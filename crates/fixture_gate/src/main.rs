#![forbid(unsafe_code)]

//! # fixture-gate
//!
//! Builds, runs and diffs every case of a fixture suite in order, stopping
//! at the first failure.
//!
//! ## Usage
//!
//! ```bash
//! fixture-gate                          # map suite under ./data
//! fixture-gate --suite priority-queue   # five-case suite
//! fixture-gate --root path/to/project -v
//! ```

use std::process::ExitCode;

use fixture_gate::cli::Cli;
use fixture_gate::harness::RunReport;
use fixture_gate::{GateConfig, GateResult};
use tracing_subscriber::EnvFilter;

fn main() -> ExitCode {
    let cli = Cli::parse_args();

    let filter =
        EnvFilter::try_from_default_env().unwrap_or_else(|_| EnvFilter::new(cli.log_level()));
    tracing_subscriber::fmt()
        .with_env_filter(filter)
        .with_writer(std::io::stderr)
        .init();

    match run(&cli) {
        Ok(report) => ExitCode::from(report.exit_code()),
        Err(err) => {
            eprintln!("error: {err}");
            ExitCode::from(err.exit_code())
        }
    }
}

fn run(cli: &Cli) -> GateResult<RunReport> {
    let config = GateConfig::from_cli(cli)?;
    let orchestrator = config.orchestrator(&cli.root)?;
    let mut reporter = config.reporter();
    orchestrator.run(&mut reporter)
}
::::::::::
EXERCISE INSTRUCTIONS -
Reproduce the final stretch of the data above: every line from the one holding "tracing_subscriber::fmt()" through the end, inclusive, exactly as written and nothing else.

RESULT OF THIS EXERCISE -
    tracing_subscriber::fmt()
        .with_env_filter(filter)
        .with_writer(std::io::stderr)
        .init();

    match run(&cli) {
        Ok(report) => ExitCode::from(report.exit_code()),
        Err(err) => {
            eprintln!("error: {err}");
            ExitCode::from(err.exit_code())
        }
    }
}

fn run(cli: &Cli) -> GateResult<RunReport> {
    let config = GateConfig::from_cli(cli)?;
    let orchestrator = config.orchestrator(&cli.root)?;
    let mut reporter = config.reporter();
    orchestrator.run(&mut reporter)
}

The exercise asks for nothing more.